Was the new carpet installed correctly

carpetinstallation

My guess is no. We had carpet installed on our stairs and our upstairs hallway and bedrooms. The carpet install was "free" though we had to pay extra for the stairs.

When vacuuming the steps the dust-buster lifted the carpet on one of the steps. This also revealed the installers didn't replace the 30 year old damaged tack strip. The little nails on this exposed tack strip aren't at the 45 degree angle that they should be but are mostly pointing straight up.

Which leads me to my next point (pun). In multiple locations the tack strips are easily poking through the carpet. The worst area is where the carpet meets the laundry room, where the carpet transitions to linoleum. The tack strip is an inch from the silver metal piece. The installers actually tried to leave the metal transition piece until my wife remembered paying for that silver metal transition.

The carpet in general seems to be shedding. On the window seats in our children's room there are strings hanging from the carpet.

We purchased the best padding the store had and what we thought was mid range carpet.

When the old carpet is pulled up wouldn't that bend the tacks up so that they point upwards making them a hazard? They should have replaced the old tack strips, right?

Should the carpet on the steps be a single piece or at least sewn together?

Update:
imgur.com put in some weird images instead of mine so this is a link to a flickr set of the carpet issues:

http://www.flickr.com/photos/31260465@N04/sets/72157637395611156/show/

Best Answer

Nope, your carpets weren't installed correctly.
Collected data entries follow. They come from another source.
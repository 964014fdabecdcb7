//! The finished documentation model and its query facade.
//!
//! Everything here is read-only: the model is fully constructed before it
//! is handed out, and lookup misses are routine (speculative hover queries,
//! unknown names), so they surface as sentinels or `None`, never as errors.

use std::path::{Path, PathBuf};

use rustc_hash::FxHashMap;

use crate::model::{Container, ContainerId, Member, MemberId, SourceMeta, SymbolRef};

/// Sentinel returned by help lookups when the name is unknown.
pub const NO_HELP: &str = "<No help available>";

/// Root-directory marker segment stripped from stored metadata paths.
const SRC_MARKER: &str = "src";

/// Resolved source position of a documented element.
///
/// `offset` is `-1` when the input provided no byte range, signaling
/// line-only navigation.
#[derive(Debug, Clone, PartialEq, Eq)]
pub struct SourceLocation {
    pub file: PathBuf,
    pub line: u32,
    pub offset: i64,
}

/// The cross-linked symbol graph: containers by longname and members by
/// fully-qualified name. Built once, immutable afterwards.
#[derive(Debug, Default)]
pub struct DocModel {
    containers: Vec<Container>,
    members: Vec<Member>,
    container_index: FxHashMap<String, ContainerId>,
    member_index: FxHashMap<String, SymbolRef>,
    /// Optional source-tree root that [`DocModel::member_path`] resolves
    /// stripped paths against.
    src_folder: Option<PathBuf>,
}

impl DocModel {
    pub(crate) fn new(
        containers: Vec<Container>,
        members: Vec<Member>,
        container_index: FxHashMap<String, ContainerId>,
        member_index: FxHashMap<String, SymbolRef>,
    ) -> Self {
        Self {
            containers,
            members,
            container_index,
            member_index,
            src_folder: None,
        }
    }

    /// Attach the root of the documented source tree, enabling
    /// [`DocModel::member_path`].
    pub fn with_src_folder(mut self, src_folder: impl Into<PathBuf>) -> Self {
        self.src_folder = Some(src_folder.into());
        self
    }

    pub fn src_folder(&self) -> Option<&Path> {
        self.src_folder.as_deref()
    }

    // ============================================================
    // Container lookups
    // ============================================================

    /// Fetch a container by longname. Absence is a normal result.
    pub fn container(&self, longname: &str) -> Option<&Container> {
        let id = self.container_index.get(longname)?;
        self.containers.get(id.index())
    }

    /// Fetch a container by longname, only when it is a Type.
    pub fn get_type(&self, longname: &str) -> Option<&Container> {
        self.container(longname).filter(|c| c.is_type())
    }

    pub fn container_by_id(&self, id: ContainerId) -> Option<&Container> {
        self.containers.get(id.index())
    }

    /// Iterate over every container in the graph.
    pub fn containers(&self) -> impl Iterator<Item = &Container> {
        self.containers.iter()
    }

    pub fn container_count(&self) -> usize {
        self.containers.len()
    }

    // ============================================================
    // Member lookups
    // ============================================================

    /// Resolve a fully-qualified name in the global member index. The index
    /// also holds namespaces and types, which are addressable as members of
    /// their parents.
    pub fn lookup(&self, fq_name: &str) -> Option<SymbolRef> {
        self.member_index.get(fq_name).copied()
    }

    pub fn member_by_id(&self, id: MemberId) -> Option<&Member> {
        self.members.get(id.index())
    }

    pub fn member_count(&self) -> usize {
        self.members.len()
    }

    /// Help text of any addressable symbol.
    pub fn symbol_help(&self, symbol: SymbolRef) -> Option<&str> {
        match symbol {
            SymbolRef::Container(id) => self.container_by_id(id).map(Container::help),
            SymbolRef::Member(id) => self.member_by_id(id).map(Member::help),
        }
    }

    /// Help text for a fully-qualified member name. Unknown names yield the
    /// [`NO_HELP`] sentinel; misses are expected during interactive use and
    /// must never propagate as errors.
    pub fn member_help(&self, fq_name: &str) -> &str {
        self.lookup(fq_name)
            .and_then(|symbol| self.symbol_help(symbol))
            .unwrap_or(NO_HELP)
    }

    /// Help text for one argument of a method, or of a type's constructor.
    /// Any miss (unknown name, wrong symbol kind, unknown argument) yields
    /// the [`NO_HELP`] sentinel.
    pub fn argument_help(&self, fq_name: &str, arg_name: &str) -> &str {
        let args = match self.lookup(fq_name) {
            Some(SymbolRef::Member(id)) => match self.member_by_id(id) {
                Some(member @ Member::Method { .. }) => member.args(),
                _ => &[],
            },
            Some(SymbolRef::Container(id)) => match self.container_by_id(id) {
                Some(container) if container.is_type() => container.constructor_args(),
                _ => &[],
            },
            None => &[],
        };

        args.iter()
            .find(|arg| arg.name == arg_name)
            .map(|arg| arg.help.as_str())
            .unwrap_or(NO_HELP)
    }

    // ============================================================
    // Source navigation
    // ============================================================

    /// Source location of any addressable symbol.
    pub fn source_location(&self, symbol: SymbolRef) -> Option<SourceLocation> {
        let meta = match symbol {
            SymbolRef::Container(id) => self.container_by_id(id)?.meta(),
            SymbolRef::Member(id) => self.member_by_id(id)?.meta(),
        };
        Some(resolve_source_location(meta))
    }

    /// Source location for a fully-qualified member name.
    pub fn member_source_location(&self, fq_name: &str) -> Option<SourceLocation> {
        self.source_location(self.lookup(fq_name)?)
    }

    /// Absolute path of a member's source file, resolved against the
    /// configured source folder.
    pub fn member_path(&self, location: &SourceLocation) -> Option<PathBuf> {
        Some(self.src_folder.as_ref()?.join(&location.file))
    }
}

/// Derive the navigable file path from stored metadata: strip everything up
/// through the `src` marker segment and re-join with the filename. When the
/// stripped path would be degenerate (the tree's own top-level entry file),
/// fall back to the bare filename.
fn resolve_source_location(meta: &SourceMeta) -> SourceLocation {
    let file = match meta.path.find(SRC_MARKER) {
        Some(index) => {
            let begin = index + SRC_MARKER.len() + 1;
            // begin may run off the end or land inside a multibyte
            // character when the marker is not followed by a separator
            if begin >= meta.path.len() || !meta.path.is_char_boundary(begin) {
                PathBuf::from(&meta.filename)
            } else {
                let dir = &meta.path[begin..];
                PathBuf::from(format!("{}/{}", dir, meta.filename))
            }
        }
        None => PathBuf::from(&meta.filename),
    };
    SourceLocation {
        file,
        line: meta.line,
        offset: meta.offset,
    }
}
I'm not sure if code dictates that tack strips need to be replaced, but at the minimum, your contractor should have checked if any tacks were poking through or would otherwise pose a needle hazard. Those things hurt.

Shedding seems to be normal. We recently had some carpet installed on our basement stairs, and some corners (and manually-cut straight edges) do have the little plastic strings hanging loose, and several nylon curlicues roaming around. I really wish all installers would properly vacuum their junk up, but most of them don't.

Carpet on the steps does not necessarily have to be a single piece, simply because you can start a new piece (and stop the old strip) where a tread and riser meet. As long as the edges are butted together with no gaps, you should be fine.

Also, simply vacuuming should not lift carpet edge off (anywhere, specifically not stairs!)... that alone should require that they come back and fix it, or pay for a professional to re-do the effort.